Apalagi, sekitar 65 persen dari anggaran penyelenggaraan pemilu tersebut merupakan honor petugas yang dibayarkan berdasarkan setiap "event" pemilu.
"Biaya pilkada untuk kabupaten/kota sebesar Rp25 miliar, untuk pilkada provinsi Rp100 miliar. Jadi, untuk keseluruhan pilkada di Indonesia diperlukan Rp17 triliun. Kalau dilaksanakan secara serentak diperlukan Rp10 triliun. Lebih hemat dan hanya sekian persen dari APBN. Jadi, saya pikir pilkada bisa dibiayai oleh APBN, bukan oleh APBD," kata Sekretaris Jenderal Sekretariat Nasional Forum Indonesia untuk Transparansi Anggaran (Seknas Fitra) Yuna Farhan.

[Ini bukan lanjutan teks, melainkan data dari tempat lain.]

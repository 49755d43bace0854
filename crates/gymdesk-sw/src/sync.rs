//! Background and periodic sync relay.
//!
//! The worker only reports progress to open pages. The reconciliation work
//! itself is supplied by the application as a [`SyncTask`].

use async_trait::async_trait;
use thiserror::Error;
use tracing::{debug, info, warn};

use crate::messenger::{OutboundMessage, SyncStatus};
use crate::worker::OfflineWorker;

/// Errors reported by a sync task.
#[derive(Error, Debug)]
pub enum SyncError {
    #[error("Sync failed: {0}")]
    Failed(String),
}

/// Work performed when a recognized sync tag fires.
#[async_trait]
pub trait SyncTask: Send + Sync {
    async fn run(&self, tag: &str) -> Result<(), SyncError>;
}

/// Sync task that has nothing to reconcile.
#[derive(Debug, Clone, Copy, Default)]
pub struct NoopSync;

#[async_trait]
impl SyncTask for NoopSync {
    async fn run(&self, tag: &str) -> Result<(), SyncError> {
        debug!(tag, "No sync work configured");
        Ok(())
    }
}

impl OfflineWorker {
    /// One-shot background sync.
    pub async fn handle_sync(&self, tag: &str) {
        if tag != self.config.sync.tag {
            debug!(tag, "Ignoring unknown sync tag");
            return;
        }
        self.relay_sync(tag).await;
    }

    /// Periodic background sync.
    pub async fn handle_periodic_sync(&self, tag: &str) {
        if tag != self.config.sync.periodic_tag {
            debug!(tag, "Ignoring unknown periodic sync tag");
            return;
        }
        self.relay_sync(tag).await;
    }

    /// Announce, run, announce. A failed task is logged and swallowed:
    /// no completion message and no retry.
    async fn relay_sync(&self, tag: &str) {
        self.broadcast_sync(SyncStatus::Started).await;

        match self.sync_task.run(tag).await {
            Ok(()) => {
                info!(tag, "Background sync completed");
                self.broadcast_sync(SyncStatus::Completed).await;
            }
            Err(e) => {
                warn!(tag, error = %e, "Background sync failed");
            }
        }
    }

    async fn broadcast_sync(&self, status: SyncStatus) {
        let message = OutboundMessage::BackgroundSync { status };
        let recipients = self.clients.read().await.broadcast(&message);
        debug!(?status, recipients, "Sync status sent to clients");
    }
}
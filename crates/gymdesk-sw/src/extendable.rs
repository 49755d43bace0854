//! Extended-lifetime tracking.
//!
//! The host may tear the worker down as soon as a handler returns. Anything
//! that has to finish afterwards (a background cache refresh, for instance)
//! is spawned through [`ExtendableEvent::wait_until`], and the host awaits
//! [`ExtendableEvent::settled`] before considering the event finished.

use std::future::Future;
use std::sync::{Arc, Mutex, PoisonError};

use tokio::task::JoinHandle;
use tracing::warn;

/// Collects work that must complete before the worker may be suspended.
#[derive(Debug, Clone, Default)]
pub struct ExtendableEvent {
    pending: Arc<Mutex<Vec<JoinHandle<()>>>>,
}

impl ExtendableEvent {
    pub fn new() -> Self {
        Self::default()
    }

    /// Spawn `work` and keep the event alive until it completes.
    ///
    /// Handles of work that already finished are dropped here, so an event
    /// that is reused without ever settling stays bounded by its live work.
    pub fn wait_until<F>(&self, work: F)
    where
        F: Future<Output = ()> + Send + 'static,
    {
        let handle = tokio::spawn(work);
        let mut pending = self.pending.lock().unwrap_or_else(PoisonError::into_inner);
        pending.retain(|h| !h.is_finished());
        pending.push(handle);
    }

    /// Number of handles currently held, finished or not.
    #[cfg(test)]
    fn tracked(&self) -> usize {
        self.pending
            .lock()
            .unwrap_or_else(PoisonError::into_inner)
            .len()
    }

    /// Number of tracked tasks that have not finished yet.
    pub fn pending(&self) -> usize {
        self.pending
            .lock()
            .unwrap_or_else(PoisonError::into_inner)
            .iter()
            .filter(|h| !h.is_finished())
            .count()
    }

    /// Await every tracked task, including tasks registered while waiting.
    /// Returns how many tasks were awaited; work pruned after finishing on
    /// its own is not counted.
    pub async fn settled(&self) -> usize {
        let mut awaited = 0;
        loop {
            let batch =
                std::mem::take(&mut *self.pending.lock().unwrap_or_else(PoisonError::into_inner));
            if batch.is_empty() {
                return awaited;
            }
            for handle in batch {
                if let Err(e) = handle.await {
                    warn!(error = %e, "Extended task did not complete");
                }
                awaited += 1;
            }
        }
    }
}

#[cfg(test)]
mod tests {
    use super::*;
    use std::sync::atomic::{AtomicUsize, Ordering};
    use tokio::sync::oneshot;

    #[tokio::test]
    async fn test_settled_waits_for_all_work() {
        let event = ExtendableEvent::new();
        let done = Arc::new(AtomicUsize::new(0));

        for _ in 0..3 {
            let done = done.clone();
            event.wait_until(async move {
                tokio::task::yield_now().await;
                done.fetch_add(1, Ordering::SeqCst);
            });
        }

        assert_eq!(event.settled().await, 3);
        assert_eq!(done.load(Ordering::SeqCst), 3);
        assert_eq!(event.pending(), 0);
    }

    #[tokio::test]
    async fn test_pending_until_released() {
        let event = ExtendableEvent::new();
        let (tx, rx) = oneshot::channel::<()>();
        event.wait_until(async move {
            let _ = rx.await;
        });

        assert_eq!(event.pending(), 1);
        tx.send(()).unwrap();
        assert_eq!(event.settled().await, 1);
    }

    #[tokio::test]
    async fn test_work_registered_during_settle() {
        let event = ExtendableEvent::new();
        let inner = event.clone();
        let done = Arc::new(AtomicUsize::new(0));
        let done_inner = done.clone();

        event.wait_until(async move {
            inner.wait_until(async move {
                done_inner.fetch_add(1, Ordering::SeqCst);
            });
        });

        assert_eq!(event.settled().await, 2);
        assert_eq!(done.load(Ordering::SeqCst), 1);
    }

    #[tokio::test]
    async fn test_finished_work_is_pruned_without_settling() {
        let event = ExtendableEvent::new();

        for _ in 0..50 {
            event.wait_until(async {});
            while event.pending() > 0 {
                tokio::task::yield_now().await;
            }
        }
        assert_eq!(event.tracked(), 1);

        let (tx, rx) = oneshot::channel::<()>();
        event.wait_until(async move {
            let _ = rx.await;
        });
        assert_eq!(event.tracked(), 1);
        tx.send(()).unwrap();
        assert_eq!(event.settled().await, 1);
    }

    #[tokio::test]
    async fn test_panicking_work_is_contained() {
        let event = ExtendableEvent::new();
        event.wait_until(async { panic!("boom") });
        assert_eq!(event.settled().await, 1);
    }
}
use chrono::Utc;
use rusqlite::{params, Connection, OptionalExtension};

use crate::CacheError;

/// Database schema version for migrations
const SCHEMA_VERSION: i32 = 1;

/// Prepare a freshly opened connection: pragmas plus migrations.
pub(crate) fn init_database(conn: &Connection) -> Result<(), CacheError> {
    // Namespace deletion cascades to entries
    conn.pragma_update(None, "foreign_keys", true)?;

    let table_exists: bool = conn
        .query_row(
            "SELECT COUNT(*) FROM sqlite_master WHERE type='table' AND name='schema_version'",
            [],
            |row| row.get::<_, i32>(0).map(|count| count > 0),
        )
        .unwrap_or(false);

    let version: i32 = if table_exists {
        conn.query_row(
            "SELECT version FROM schema_version ORDER BY id DESC LIMIT 1",
            [],
            |row| row.get(0),
        )
        .optional()?
        .unwrap_or(0)
    } else {
        0
    };

    if version < SCHEMA_VERSION {
        migrate_database(conn, version)?;
    }

    Ok(())
}

fn migrate_database(conn: &Connection, from_version: i32) -> Result<(), CacheError> {
    if from_version < 1 {
        create_schema_v1(conn)?;
    }
    Ok(())
}

fn create_schema_v1(conn: &Connection) -> Result<(), CacheError> {
    conn.execute_batch(
        r#"
        CREATE TABLE IF NOT EXISTS schema_version (
            id INTEGER PRIMARY KEY AUTOINCREMENT,
            version INTEGER NOT NULL,
            applied_at INTEGER NOT NULL
        );

        CREATE TABLE IF NOT EXISTS cache_namespaces (
            name TEXT PRIMARY KEY,
            created_at INTEGER NOT NULL
        );

        CREATE TABLE IF NOT EXISTS cache_entries (
            namespace TEXT NOT NULL REFERENCES cache_namespaces(name) ON DELETE CASCADE,
            cache_key TEXT NOT NULL,
            url TEXT NOT NULL,
            method TEXT NOT NULL,
            status INTEGER NOT NULL,
            headers TEXT NOT NULL,
            body BLOB NOT NULL,
            stored_at INTEGER NOT NULL,
            PRIMARY KEY (namespace, cache_key)
        );

        CREATE INDEX IF NOT EXISTS idx_entries_stored ON cache_entries(namespace, stored_at);
        "#,
    )?;

    conn.execute(
        "INSERT INTO schema_version (version, applied_at) VALUES (?, ?)",
        params![1, Utc::now().timestamp()],
    )?;

    Ok(())
}
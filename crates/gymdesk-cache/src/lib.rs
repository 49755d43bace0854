//! # GymDesk Cache
//!
//! Persistent, versioned cache namespaces for the offline engine.
//!
//! ## Architecture
//!
//! ```text
//! CacheStorage (one SQLite database, survives restarts)
//!     ├── cache_namespaces   name ─┐
//!     └── cache_entries      (namespace, "METHOD url") → stored response
//! ```
//!
//! Each namespace holds at most one entry per key; writes overwrite. Entries
//! of different namespaces never merge. Deleting a namespace removes its
//! entries with it.

use std::collections::BTreeSet;
use std::path::Path;
use std::sync::{Arc, Mutex, PoisonError};

use bytes::Bytes;
use chrono::{DateTime, TimeZone, Utc};
use gymdesk_core::CacheNamespace;
use gymdesk_net::{Request, Response};
use http::{HeaderMap, HeaderName, HeaderValue, Method, StatusCode};
use rusqlite::{params, Connection, OptionalExtension, Row};
use thiserror::Error;
use tracing::{debug, info, trace};
use url::Url;

mod schema;

// ==================== Errors ====================

/// Cache storage errors.
#[derive(Error, Debug)]
pub enum CacheError {
    #[error("SQLite error: {0}")]
    Sqlite(#[from] rusqlite::Error),

    #[error("Serialization error: {0}")]
    Serialization(#[from] serde_json::Error),

    #[error("Invalid entry: {0}")]
    InvalidEntry(String),

    #[error("Storage task failed: {0}")]
    Task(String),

    #[error("IO error: {0}")]
    Io(#[from] std::io::Error),
}

// ==================== Entries ====================

/// A stored request/response pair.
#[derive(Debug, Clone)]
pub struct CachedEntry {
    pub namespace: CacheNamespace,
    pub key: String,
    pub url: Url,
    pub method: Method,
    pub response: Response,
    /// When the entry was written; used for eviction order only.
    pub stored_at: DateTime<Utc>,
}

/// Where a lookup searches.
#[derive(Debug, Clone, Copy)]
pub enum MatchScope<'a> {
    /// A single namespace.
    Namespace(&'a CacheNamespace),
    /// Every namespace, oldest first.
    All,
}

/// Row ready to be written, built before entering the blocking pool.
struct EntryRow {
    cache_key: String,
    url: String,
    method: String,
    status: u16,
    headers: String,
    body: Vec<u8>,
}

impl EntryRow {
    fn new(request: &Request, response: &Response) -> Result<Self, CacheError> {
        Ok(Self {
            cache_key: request.cache_key(),
            url: request.url.to_string(),
            method: request.method.to_string(),
            status: response.status.as_u16(),
            headers: encode_headers(&response.headers)?,
            body: response.body.to_vec(),
        })
    }

    fn insert(&self, conn: &Connection, namespace: &str, stored_at: i64) -> Result<(), CacheError> {
        conn.execute(
            "INSERT OR REPLACE INTO cache_entries
                (namespace, cache_key, url, method, status, headers, body, stored_at)
             VALUES (?1, ?2, ?3, ?4, ?5, ?6, ?7, ?8)",
            params![
                namespace,
                self.cache_key,
                self.url,
                self.method,
                self.status,
                self.headers,
                self.body,
                stored_at
            ],
        )?;
        Ok(())
    }
}

fn encode_headers(headers: &HeaderMap) -> Result<String, CacheError> {
    let pairs: Vec<(&str, String)> = headers
        .iter()
        .map(|(name, value)| {
            (
                name.as_str(),
                String::from_utf8_lossy(value.as_bytes()).into_owned(),
            )
        })
        .collect();
    Ok(serde_json::to_string(&pairs)?)
}

fn decode_headers(raw: &str) -> Result<HeaderMap, CacheError> {
    let pairs: Vec<(String, String)> = serde_json::from_str(raw)?;
    let mut headers = HeaderMap::new();
    for (name, value) in pairs {
        if let (Ok(name), Ok(value)) = (
            HeaderName::from_bytes(name.as_bytes()),
            HeaderValue::from_str(&value),
        ) {
            headers.append(name, value);
        }
    }
    Ok(headers)
}

const ENTRY_COLUMNS: &str =
    "e.namespace, e.cache_key, e.url, e.method, e.status, e.headers, e.body, e.stored_at";

fn read_entry(row: &Row<'_>) -> rusqlite::Result<RawEntry> {
    Ok(RawEntry {
        namespace: row.get(0)?,
        key: row.get(1)?,
        url: row.get(2)?,
        method: row.get(3)?,
        status: row.get(4)?,
        headers: row.get(5)?,
        body: row.get(6)?,
        stored_at: row.get(7)?,
    })
}

struct RawEntry {
    namespace: String,
    key: String,
    url: String,
    method: String,
    status: u16,
    headers: String,
    body: Vec<u8>,
    stored_at: i64,
}

impl RawEntry {
    fn into_entry(self) -> Result<CachedEntry, CacheError> {
        let url = Url::parse(&self.url).map_err(|e| CacheError::InvalidEntry(e.to_string()))?;
        let method = Method::from_bytes(self.method.as_bytes())
            .map_err(|e| CacheError::InvalidEntry(e.to_string()))?;
        let status =
            StatusCode::from_u16(self.status).map_err(|e| CacheError::InvalidEntry(e.to_string()))?;
        let stored_at = Utc
            .timestamp_millis_opt(self.stored_at)
            .single()
            .ok_or_else(|| CacheError::InvalidEntry(format!("bad timestamp {}", self.stored_at)))?;

        Ok(CachedEntry {
            namespace: CacheNamespace::from(self.namespace),
            key: self.key,
            response: Response {
                url: Some(url.clone()),
                status,
                headers: decode_headers(&self.headers)?,
                body: Bytes::from(self.body),
            },
            url,
            method,
            stored_at,
        })
    }
}

fn ensure_namespace(conn: &Connection, namespace: &str) -> Result<bool, CacheError> {
    // IGNORE, never REPLACE: replacing the row would cascade-delete its entries
    let created = conn.execute(
        "INSERT OR IGNORE INTO cache_namespaces (name, created_at) VALUES (?1, ?2)",
        params![namespace, Utc::now().timestamp_millis()],
    )?;
    Ok(created > 0)
}

// ==================== Cache Storage ====================

/// Registry of cache namespaces.
///
/// Cloning is cheap; all clones share one connection.
#[derive(Debug, Clone)]
pub struct CacheStorage {
    conn: Arc<Mutex<Connection>>,
}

Studi yang dilakukan Seknas Fitra di 14 daerah menemukan pembiayaan pilkada melalui APBD memberi peluang besar bagi pelaku di daerah untuk melakukan politik dan politisasi anggaran.
Calon yang sedang memegang kekuasaan eksekutif pemerintahan daerah dapat menggunakan instrumen anggaran pilkada untuk memperkuat posisi tawar politiknya.
Kini, dengan segala pertimbangan itu jalan menuju pilkada serentak pun dimuluskan. Meskipun masih ada saja persoalan yang tersisa, semangat pelaksanaannya tetap menggelora.
Tidak Masalah
Bukti bahwa rencana pelaksanaan pilkada serentak masih menjadi prioritas pemerintah disampaikan salah satunya oleh Menteri Dalam Negeri (Mendagri) Tjahjo Kumolo.
Ia menyebut pilkada serentak tahun ini tidak ada masalah tinggal menunggu anggaran keamanan untuk Polri.
"Tidak ada masalah kok semua. Tinggal anggaran untuk keamanan untuk Polri yang memang masih separuh. Dulu kan gitu, wah KPU ribut, tetapi bisa. Bawaslu sudah selesai," kata Tjahjo.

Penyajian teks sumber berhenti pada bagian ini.